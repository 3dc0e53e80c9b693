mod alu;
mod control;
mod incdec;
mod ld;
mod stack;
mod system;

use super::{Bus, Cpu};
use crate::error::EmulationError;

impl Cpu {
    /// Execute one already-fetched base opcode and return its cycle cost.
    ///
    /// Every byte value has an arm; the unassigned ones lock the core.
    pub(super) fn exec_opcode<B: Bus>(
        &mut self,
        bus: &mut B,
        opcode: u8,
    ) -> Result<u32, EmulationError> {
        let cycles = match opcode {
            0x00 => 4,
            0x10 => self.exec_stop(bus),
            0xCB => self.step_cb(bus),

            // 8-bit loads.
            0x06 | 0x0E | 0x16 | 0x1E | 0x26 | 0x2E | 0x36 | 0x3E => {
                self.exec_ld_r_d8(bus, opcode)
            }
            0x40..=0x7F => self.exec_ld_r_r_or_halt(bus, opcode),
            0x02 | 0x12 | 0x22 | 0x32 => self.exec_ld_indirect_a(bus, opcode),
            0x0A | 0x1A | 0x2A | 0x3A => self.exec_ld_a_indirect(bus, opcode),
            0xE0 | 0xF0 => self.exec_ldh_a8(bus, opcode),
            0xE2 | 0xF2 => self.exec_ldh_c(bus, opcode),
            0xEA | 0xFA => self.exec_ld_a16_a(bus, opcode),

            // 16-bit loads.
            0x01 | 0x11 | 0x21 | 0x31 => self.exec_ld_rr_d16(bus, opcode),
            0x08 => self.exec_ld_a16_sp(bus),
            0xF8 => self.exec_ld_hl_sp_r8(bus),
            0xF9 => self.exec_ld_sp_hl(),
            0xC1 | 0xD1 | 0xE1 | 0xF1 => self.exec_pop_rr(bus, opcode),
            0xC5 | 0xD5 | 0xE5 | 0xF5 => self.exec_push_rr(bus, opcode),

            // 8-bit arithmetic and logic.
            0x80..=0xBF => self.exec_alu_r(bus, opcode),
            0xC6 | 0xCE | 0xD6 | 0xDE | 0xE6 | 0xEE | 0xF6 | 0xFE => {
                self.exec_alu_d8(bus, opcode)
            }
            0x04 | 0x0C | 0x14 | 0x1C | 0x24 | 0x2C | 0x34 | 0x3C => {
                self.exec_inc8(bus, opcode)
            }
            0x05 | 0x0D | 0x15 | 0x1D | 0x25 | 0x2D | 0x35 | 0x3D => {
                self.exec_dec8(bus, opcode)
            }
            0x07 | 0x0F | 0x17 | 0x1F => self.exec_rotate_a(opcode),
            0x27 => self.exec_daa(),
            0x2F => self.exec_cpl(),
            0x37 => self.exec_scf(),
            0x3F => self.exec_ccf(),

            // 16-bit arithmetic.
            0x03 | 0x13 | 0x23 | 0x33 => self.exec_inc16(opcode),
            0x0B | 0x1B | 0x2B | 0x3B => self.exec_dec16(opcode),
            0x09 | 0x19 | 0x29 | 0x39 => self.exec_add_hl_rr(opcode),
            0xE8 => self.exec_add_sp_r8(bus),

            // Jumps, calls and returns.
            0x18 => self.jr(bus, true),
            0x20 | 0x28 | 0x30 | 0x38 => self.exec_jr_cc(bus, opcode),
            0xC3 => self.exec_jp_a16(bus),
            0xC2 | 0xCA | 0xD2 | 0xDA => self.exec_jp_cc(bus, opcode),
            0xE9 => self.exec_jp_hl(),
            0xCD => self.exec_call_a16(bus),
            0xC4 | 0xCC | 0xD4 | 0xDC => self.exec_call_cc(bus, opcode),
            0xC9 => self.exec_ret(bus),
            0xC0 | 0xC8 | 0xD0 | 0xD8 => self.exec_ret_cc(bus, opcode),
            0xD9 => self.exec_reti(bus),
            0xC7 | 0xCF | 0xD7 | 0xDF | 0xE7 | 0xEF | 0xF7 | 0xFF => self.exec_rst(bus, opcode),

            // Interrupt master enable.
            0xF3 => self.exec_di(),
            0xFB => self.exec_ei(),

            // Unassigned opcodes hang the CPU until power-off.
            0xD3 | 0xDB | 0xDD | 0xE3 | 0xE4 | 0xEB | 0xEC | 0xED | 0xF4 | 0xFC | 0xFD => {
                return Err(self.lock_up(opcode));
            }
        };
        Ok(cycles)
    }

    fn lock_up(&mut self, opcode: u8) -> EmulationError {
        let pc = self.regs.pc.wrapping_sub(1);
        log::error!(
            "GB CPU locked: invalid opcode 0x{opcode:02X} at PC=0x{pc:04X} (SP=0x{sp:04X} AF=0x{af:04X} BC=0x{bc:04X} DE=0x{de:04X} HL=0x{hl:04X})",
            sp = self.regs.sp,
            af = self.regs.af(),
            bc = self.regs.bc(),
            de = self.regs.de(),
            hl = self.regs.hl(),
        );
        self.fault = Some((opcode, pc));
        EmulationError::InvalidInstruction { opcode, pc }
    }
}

══════

What to work on
When a line of the records includes "arithmetic", that line belongs in the answer.

Response area
            // 8-bit arithmetic and logic.
            // 16-bit arithmetic.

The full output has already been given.